§ What needs to be done
From the material below, copy every line in which the word "SearchInterfacesTool" occurs.

Top of Listed entries

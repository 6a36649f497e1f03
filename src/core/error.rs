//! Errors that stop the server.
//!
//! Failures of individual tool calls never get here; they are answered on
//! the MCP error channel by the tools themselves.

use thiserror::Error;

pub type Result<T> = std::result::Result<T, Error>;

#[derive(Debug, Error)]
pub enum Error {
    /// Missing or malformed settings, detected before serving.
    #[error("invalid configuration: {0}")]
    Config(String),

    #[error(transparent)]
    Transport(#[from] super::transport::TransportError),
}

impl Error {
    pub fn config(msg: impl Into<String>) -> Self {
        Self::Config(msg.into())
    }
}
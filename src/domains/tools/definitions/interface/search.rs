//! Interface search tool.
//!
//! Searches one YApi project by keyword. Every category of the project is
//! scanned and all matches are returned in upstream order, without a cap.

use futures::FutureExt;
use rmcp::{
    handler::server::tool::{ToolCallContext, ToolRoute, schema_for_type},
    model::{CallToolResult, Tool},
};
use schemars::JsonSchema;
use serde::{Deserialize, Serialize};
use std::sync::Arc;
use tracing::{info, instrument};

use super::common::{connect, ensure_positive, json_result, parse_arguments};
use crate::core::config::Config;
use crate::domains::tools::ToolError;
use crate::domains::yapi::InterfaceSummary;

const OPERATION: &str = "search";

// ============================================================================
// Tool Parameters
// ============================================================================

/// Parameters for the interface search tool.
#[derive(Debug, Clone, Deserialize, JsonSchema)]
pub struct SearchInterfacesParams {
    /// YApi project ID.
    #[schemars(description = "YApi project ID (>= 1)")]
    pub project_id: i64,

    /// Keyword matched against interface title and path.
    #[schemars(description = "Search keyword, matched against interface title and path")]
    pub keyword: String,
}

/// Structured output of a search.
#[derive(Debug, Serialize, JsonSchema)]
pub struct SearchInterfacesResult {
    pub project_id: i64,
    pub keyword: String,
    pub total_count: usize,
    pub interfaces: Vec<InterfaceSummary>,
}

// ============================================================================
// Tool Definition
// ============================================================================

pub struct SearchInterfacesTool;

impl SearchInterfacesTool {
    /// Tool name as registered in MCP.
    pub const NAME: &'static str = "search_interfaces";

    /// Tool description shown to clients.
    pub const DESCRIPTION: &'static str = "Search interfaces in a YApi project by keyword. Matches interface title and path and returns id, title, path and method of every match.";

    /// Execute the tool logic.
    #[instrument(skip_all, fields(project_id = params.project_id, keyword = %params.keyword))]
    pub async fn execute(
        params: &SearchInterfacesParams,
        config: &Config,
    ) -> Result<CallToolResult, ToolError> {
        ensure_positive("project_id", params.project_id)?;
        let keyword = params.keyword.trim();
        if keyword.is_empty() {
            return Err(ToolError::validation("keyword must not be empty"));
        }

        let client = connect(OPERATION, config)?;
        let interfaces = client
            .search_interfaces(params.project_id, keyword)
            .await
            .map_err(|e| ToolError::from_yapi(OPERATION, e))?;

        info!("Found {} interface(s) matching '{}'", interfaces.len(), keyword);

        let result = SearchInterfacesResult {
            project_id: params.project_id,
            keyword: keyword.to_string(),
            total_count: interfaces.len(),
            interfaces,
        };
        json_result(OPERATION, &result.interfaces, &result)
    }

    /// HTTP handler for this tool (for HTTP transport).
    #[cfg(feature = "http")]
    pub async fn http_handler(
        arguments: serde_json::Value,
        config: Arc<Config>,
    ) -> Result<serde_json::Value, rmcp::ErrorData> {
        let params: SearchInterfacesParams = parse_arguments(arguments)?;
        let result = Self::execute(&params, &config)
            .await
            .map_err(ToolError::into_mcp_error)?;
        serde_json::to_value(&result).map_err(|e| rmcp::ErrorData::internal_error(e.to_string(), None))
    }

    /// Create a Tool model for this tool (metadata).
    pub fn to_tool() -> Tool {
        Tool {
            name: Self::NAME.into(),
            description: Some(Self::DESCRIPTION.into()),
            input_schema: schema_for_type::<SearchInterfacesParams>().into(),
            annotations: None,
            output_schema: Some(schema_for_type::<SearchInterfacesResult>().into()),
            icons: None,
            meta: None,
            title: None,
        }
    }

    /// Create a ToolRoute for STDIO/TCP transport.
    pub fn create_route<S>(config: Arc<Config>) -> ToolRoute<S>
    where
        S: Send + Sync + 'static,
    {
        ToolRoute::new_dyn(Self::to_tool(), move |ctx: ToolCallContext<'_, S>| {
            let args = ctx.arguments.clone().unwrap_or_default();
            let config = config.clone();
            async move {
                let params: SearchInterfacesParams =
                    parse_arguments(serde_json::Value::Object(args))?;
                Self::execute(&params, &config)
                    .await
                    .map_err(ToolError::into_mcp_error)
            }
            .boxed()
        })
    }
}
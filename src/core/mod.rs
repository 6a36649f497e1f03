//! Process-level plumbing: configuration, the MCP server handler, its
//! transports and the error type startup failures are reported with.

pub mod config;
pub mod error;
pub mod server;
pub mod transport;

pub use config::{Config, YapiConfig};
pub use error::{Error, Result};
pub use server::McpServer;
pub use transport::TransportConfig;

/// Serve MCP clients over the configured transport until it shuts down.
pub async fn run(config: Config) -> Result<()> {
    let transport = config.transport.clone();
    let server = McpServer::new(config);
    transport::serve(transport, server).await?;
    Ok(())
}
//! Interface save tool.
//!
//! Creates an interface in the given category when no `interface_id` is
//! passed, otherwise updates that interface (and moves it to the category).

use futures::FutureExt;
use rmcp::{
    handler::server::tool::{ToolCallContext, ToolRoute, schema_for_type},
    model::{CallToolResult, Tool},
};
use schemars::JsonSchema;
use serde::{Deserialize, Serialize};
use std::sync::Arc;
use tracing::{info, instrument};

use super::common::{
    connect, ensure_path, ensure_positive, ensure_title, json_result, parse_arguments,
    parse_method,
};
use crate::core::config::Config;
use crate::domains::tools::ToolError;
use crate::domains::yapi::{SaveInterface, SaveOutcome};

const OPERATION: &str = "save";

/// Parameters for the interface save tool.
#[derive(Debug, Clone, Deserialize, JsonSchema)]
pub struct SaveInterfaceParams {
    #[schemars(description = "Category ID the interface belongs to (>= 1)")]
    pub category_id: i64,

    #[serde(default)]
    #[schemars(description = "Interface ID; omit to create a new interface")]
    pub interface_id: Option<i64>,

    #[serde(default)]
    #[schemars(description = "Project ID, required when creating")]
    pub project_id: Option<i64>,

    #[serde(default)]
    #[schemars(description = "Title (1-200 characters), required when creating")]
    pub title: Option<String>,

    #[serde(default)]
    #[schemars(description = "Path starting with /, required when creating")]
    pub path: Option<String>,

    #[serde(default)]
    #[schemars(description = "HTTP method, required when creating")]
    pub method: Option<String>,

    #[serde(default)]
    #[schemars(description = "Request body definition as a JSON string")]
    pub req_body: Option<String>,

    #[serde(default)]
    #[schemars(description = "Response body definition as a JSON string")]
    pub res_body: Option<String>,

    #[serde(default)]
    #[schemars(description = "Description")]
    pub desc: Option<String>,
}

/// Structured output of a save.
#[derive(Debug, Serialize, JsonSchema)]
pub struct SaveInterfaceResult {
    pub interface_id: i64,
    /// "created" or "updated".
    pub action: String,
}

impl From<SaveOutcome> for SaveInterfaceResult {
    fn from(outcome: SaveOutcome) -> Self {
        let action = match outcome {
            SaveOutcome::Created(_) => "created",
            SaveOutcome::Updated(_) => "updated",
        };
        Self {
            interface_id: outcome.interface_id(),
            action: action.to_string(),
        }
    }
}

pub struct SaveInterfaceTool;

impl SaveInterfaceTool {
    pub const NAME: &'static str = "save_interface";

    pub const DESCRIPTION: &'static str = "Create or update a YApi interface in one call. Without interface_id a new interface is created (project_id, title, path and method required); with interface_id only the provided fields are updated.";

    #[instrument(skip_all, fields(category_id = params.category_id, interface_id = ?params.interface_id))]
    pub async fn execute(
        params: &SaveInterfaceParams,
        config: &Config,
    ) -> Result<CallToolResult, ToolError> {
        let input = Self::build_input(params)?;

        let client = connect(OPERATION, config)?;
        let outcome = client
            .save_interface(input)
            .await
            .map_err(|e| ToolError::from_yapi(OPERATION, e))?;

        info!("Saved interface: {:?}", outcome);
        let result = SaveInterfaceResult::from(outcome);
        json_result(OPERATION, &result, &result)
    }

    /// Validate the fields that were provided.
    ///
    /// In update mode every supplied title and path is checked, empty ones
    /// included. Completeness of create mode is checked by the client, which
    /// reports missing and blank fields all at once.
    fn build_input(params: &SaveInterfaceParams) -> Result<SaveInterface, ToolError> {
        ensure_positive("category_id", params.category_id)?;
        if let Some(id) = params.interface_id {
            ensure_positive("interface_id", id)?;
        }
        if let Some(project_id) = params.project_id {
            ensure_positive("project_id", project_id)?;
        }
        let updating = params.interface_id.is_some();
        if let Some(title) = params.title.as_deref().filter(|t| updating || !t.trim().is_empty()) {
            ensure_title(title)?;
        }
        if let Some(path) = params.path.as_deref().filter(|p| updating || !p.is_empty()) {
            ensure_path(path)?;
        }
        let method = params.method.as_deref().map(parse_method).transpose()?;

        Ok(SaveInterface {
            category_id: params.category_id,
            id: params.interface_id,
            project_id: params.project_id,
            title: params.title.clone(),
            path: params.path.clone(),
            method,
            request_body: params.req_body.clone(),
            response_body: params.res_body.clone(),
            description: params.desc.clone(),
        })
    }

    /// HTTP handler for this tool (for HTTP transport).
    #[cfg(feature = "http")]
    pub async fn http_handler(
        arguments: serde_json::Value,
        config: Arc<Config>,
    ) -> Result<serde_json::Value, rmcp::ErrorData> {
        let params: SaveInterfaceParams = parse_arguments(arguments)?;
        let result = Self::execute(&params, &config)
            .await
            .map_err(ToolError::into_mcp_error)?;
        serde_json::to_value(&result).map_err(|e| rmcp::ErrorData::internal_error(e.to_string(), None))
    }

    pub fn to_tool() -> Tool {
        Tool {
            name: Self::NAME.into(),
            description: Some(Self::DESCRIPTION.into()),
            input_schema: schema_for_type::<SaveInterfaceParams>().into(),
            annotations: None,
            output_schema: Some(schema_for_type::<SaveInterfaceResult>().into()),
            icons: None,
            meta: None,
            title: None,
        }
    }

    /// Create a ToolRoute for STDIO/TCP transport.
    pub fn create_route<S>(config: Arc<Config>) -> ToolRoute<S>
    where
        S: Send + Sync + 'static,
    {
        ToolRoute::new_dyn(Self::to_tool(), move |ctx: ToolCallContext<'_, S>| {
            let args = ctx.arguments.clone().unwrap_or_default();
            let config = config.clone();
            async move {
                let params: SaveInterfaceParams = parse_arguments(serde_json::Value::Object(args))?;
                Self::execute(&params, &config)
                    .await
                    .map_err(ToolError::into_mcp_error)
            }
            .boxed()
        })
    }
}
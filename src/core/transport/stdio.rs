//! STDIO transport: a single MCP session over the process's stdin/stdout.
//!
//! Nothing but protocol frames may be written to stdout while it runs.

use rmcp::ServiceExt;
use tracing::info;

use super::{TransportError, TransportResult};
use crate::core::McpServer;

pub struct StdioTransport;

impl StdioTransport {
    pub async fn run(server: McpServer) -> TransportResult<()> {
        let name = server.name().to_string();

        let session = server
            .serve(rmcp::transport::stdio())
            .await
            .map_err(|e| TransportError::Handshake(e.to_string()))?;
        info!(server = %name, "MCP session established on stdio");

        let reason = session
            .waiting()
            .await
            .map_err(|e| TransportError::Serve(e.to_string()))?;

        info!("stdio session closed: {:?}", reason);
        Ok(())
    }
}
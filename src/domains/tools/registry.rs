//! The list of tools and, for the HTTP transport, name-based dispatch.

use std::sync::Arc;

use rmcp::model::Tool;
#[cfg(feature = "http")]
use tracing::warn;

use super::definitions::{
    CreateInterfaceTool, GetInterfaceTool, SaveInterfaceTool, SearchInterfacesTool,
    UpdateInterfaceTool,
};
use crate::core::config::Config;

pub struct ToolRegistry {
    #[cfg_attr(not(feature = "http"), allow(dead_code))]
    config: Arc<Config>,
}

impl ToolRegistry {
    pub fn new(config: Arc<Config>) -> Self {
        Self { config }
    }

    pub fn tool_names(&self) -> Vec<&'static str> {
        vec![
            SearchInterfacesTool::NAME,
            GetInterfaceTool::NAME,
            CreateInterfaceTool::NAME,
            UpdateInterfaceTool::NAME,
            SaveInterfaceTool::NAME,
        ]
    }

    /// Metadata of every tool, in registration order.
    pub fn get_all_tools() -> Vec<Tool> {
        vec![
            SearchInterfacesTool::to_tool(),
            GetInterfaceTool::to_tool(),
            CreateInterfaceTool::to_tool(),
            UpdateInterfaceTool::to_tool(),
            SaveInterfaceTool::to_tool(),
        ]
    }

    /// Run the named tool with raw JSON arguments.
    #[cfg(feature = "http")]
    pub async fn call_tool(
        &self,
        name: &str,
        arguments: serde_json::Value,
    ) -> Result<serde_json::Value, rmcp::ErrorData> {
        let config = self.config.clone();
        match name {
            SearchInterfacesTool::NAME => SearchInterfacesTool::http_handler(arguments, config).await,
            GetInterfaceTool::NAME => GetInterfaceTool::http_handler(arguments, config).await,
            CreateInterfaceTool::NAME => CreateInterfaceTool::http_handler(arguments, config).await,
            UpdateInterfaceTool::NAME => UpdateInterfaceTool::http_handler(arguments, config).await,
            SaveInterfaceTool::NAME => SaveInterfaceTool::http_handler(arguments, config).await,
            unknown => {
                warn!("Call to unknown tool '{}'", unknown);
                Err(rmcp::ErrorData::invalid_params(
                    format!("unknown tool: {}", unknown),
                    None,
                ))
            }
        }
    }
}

Bottom of Listed entries

§ Response for this exercise
pub struct SearchInterfacesTool;
impl SearchInterfacesTool {
    CreateInterfaceTool, GetInterfaceTool, SaveInterfaceTool, SearchInterfacesTool,
            SearchInterfacesTool::NAME,
            SearchInterfacesTool::to_tool(),
            SearchInterfacesTool::NAME => SearchInterfacesTool::http_handler(arguments, config).await,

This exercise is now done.